Strategies to address the social determinants of health would involve dramatically strengthening implementation of primary prevention programs and policies to increase resilience and to reduce risk factors. A number of rigorously tested interventions exist, with decades of follow-up data indicating long range effectiveness in preventing negative outcomes. In fact, the durability of these responses has led us and others to characterize them as “behavioral health vaccines.” The current bill explicitly restricts funding for primary prevention programs and features them only in direct relation to the development of severe mental illnesses. Furthermore, by restricting the federal mental health agency’s scope to serious mental illness, the bill would hamper the ability of the federal government to develop broader social policies addressing risk factors and improving health.
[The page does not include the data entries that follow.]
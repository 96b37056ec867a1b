//! PostgreSQL aggregate store backed by a sqlx pool

use async_trait::async_trait;
use serde_json::Value;
use sqlx::postgres::{PgArguments, PgPool};
use sqlx::query::Query;
use sqlx::Postgres;
use tracing::debug;

use super::row_conversion::cell_to_json;
use super::AggregateStore;
use crate::config::LoaderConfig;
use crate::error::{ModelError, ModelResult};
use crate::query::{AggregateQuery, AggregateRow};

/// Runs aggregate queries against PostgreSQL
#[derive(Debug, Clone)]
pub struct PgAggregateStore {
    pool: PgPool,
    log_queries: bool,
}

impl PgAggregateStore {
    pub fn new(pool: PgPool) -> Self {
        Self {
            pool,
            log_queries: false,
        }
    }

    /// Store configured from the loader configuration
    pub fn with_config(pool: PgPool, config: &LoaderConfig) -> Self {
        Self::new(pool).with_log_queries(config.log_queries)
    }

    /// Log every rendered statement at debug level
    pub fn with_log_queries(mut self, log_queries: bool) -> Self {
        self.log_queries = log_queries;
        self
    }

    pub fn log_queries(&self) -> bool {
        self.log_queries
    }

    pub fn pool(&self) -> &PgPool {
        &self.pool
    }
}

/// Bind a JSON parameter the way the column types expect it
fn bind_value<'q>(
    query: Query<'q, Postgres, PgArguments>,
    value: &'q Value,
) -> ModelResult<Query<'q, Postgres, PgArguments>> {
    Ok(match value {
        Value::Null => query.bind(None::<i64>),
        Value::Bool(b) => query.bind(*b),
        Value::Number(n) => {
            if let Some(i) = n.as_i64() {
                query.bind(i)
            } else if let Some(f) = n.as_f64() {
                query.bind(f)
            } else {
                return Err(ModelError::Validation(format!(
                    "Cannot bind number {} as a query parameter",
                    n
                )));
            }
        }
        Value::String(s) => query.bind(s.as_str()),
        other => {
            return Err(ModelError::Validation(format!(
                "Cannot bind {} as a query parameter",
                other
            )))
        }
    })
}

#[async_trait]
impl AggregateStore for PgAggregateStore {
    async fn aggregate(&self, aggregate: &AggregateQuery) -> ModelResult<Vec<AggregateRow>> {
        let (sql, params) = aggregate.to_sql_with_params()?;

        if self.log_queries {
            debug!(sql = %sql, params = params.len(), "Executing aggregate query");
        }

        let mut query = sqlx::query(&sql);
        for param in &params {
            query = bind_value(query, param)?;
        }

        let rows = query.fetch_all(&self.pool).await?;

        rows.iter()
            .map(|row| {
                Ok(AggregateRow {
                    parent_key: cell_to_json(row, 0)?,
                    aggregate: cell_to_json(row, 1)?,
                })
            })
            .collect()
    }
}

#[cfg(test)]
mod tests {
    use super::*;
    use sqlx::postgres::PgPoolOptions;

    fn lazy_pool() -> PgPool {
        PgPoolOptions::new()
            .connect_lazy("postgres://localhost/elif_loaders")
            .unwrap()
    }

    #[tokio::test]
    async fn test_query_logging_follows_loader_config() {
        let quiet = PgAggregateStore::with_config(lazy_pool(), &LoaderConfig::default());
        assert!(!quiet.log_queries());

        let config = LoaderConfig::new().with_log_queries(true);
        let verbose = PgAggregateStore::with_config(lazy_pool(), &config);
        assert!(verbose.log_queries());
    }

    #[test]
    fn test_bind_rejects_structured_values() {
        let array = serde_json::json!([1, 2]);
        let err = bind_value(sqlx::query("SELECT 1"), &array).err();
        assert!(matches!(err, Some(ModelError::Validation(_))));
    }
}
//! # elif-loaders: batched relation aggregates for elif.rs
//!
//! Lets a GraphQL field ask for an aggregate (count, sum, avg, min, max)
//! of a related collection and resolves it for every parent record of a
//! response with a single query per distinct aggregate, instead of one
//! query per record.
//!
//! - [`AggregateModelsLoader`] loads `function(column)` of a relation and
//!   stores it on each record under a derived attribute name.
//! - [`CountModelsLoader`] is the `count(*)` flavour with an integer
//!   extractor.
//! - [`BatchLoaderRegistry`] runs each distinct loader once per batch.
//!
//! Relation names accept an alias, `"tasks as tasks_completed"`, which
//! becomes the attribute name verbatim.

pub mod config;
pub mod directive;
pub mod error;
pub mod loading;
pub mod naming;
pub mod query;
pub mod record;
pub mod relationships;
pub mod security;
pub mod store;

pub use config::{ConfigError, LoaderConfig};
pub use directive::{AggregateDirectiveArgs, AggregateDirectiveFactory};
pub use error::{ModelError, ModelResult, RelationshipError};
pub use loading::{
    AggregateModelsLoader, Annotations, BatchLoadResult, BatchLoaderRegistry, BuilderDecorator,
    CountModelsLoader, LoaderContext, LoaderKey, ModelsLoader, ScopeRegistry,
};
pub use naming::{aggregate_attribute, RelationSpec};
pub use query::{AggregateFunction, AggregateQuery, AggregateRow, RelationQuery};
pub use record::Record;
pub use relationships::{
    PivotConfig, PolymorphicConfig, RelationshipMetadata, RelationshipRegistry, RelationshipType,
};
pub use store::{AggregateStore, MemoryAggregateStore, PgAggregateStore};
The bill does include reference to early intervention strategies, although funding for these services is unclear. It is also unclear how these early intervention services would impact the most prevalent disorders (anxiety, depression and substance use disorders)- those that arguably are associated with the greatest population disease burden.
The Need for an Integrated Response. Once before in our lifetime, the field of mental health was split into two camps – those who wanted to focus on people diagnosed with serious mental illness, and those who favored preventive strategies. The rift in the field caused untold damage, leading to competition for resources and political influence and slowing progress. Ultimately, the prevention field developed in relative isolation from treatment and rehabilitation, and public mental health services were restricted to individuals who had developed severe disability from their mental illnesses. This clearly makes no sense. Unfortunately, the Murphy bill perpetuates just such a false and dangerous choice. Real change requires an integrated, multi-pronged approach.
Finally, the Murphy bill goes in a direction contrary to major trends in medicine. Health systems are moving quickly towards Medical Homes, patient-centered care, shared decision-making, prevention, wellness promotion, increased emphasis on the social determinants of health, and self-management of chronic conditions. Health systems are moving in this direction because these strategies work. Patients who share responsibility for their own wellness get healthier faster. The Murphy bill is based on the premise that people diagnosed with mental illness cannot make their own decisions. This premise – like much else in this bill – is ill-informed and outdated.
The Murphy bill proposes a few good ideas, like ensuring compliance with mental health parity. But a few good ideas can’t save a fundamentally flawed bill. We have learned enough over the past twenty years to create real mental health reform. We can do much better than this bill.
Andrea Blanch worked in state mental health systems for over twenty years and is currently a Senior Consultant with the National Center on Trauma Informed Care.
David Shern is Senior Associate, Department of Mental Health, Bloomberg School of Public Health, Johns Hopkins University.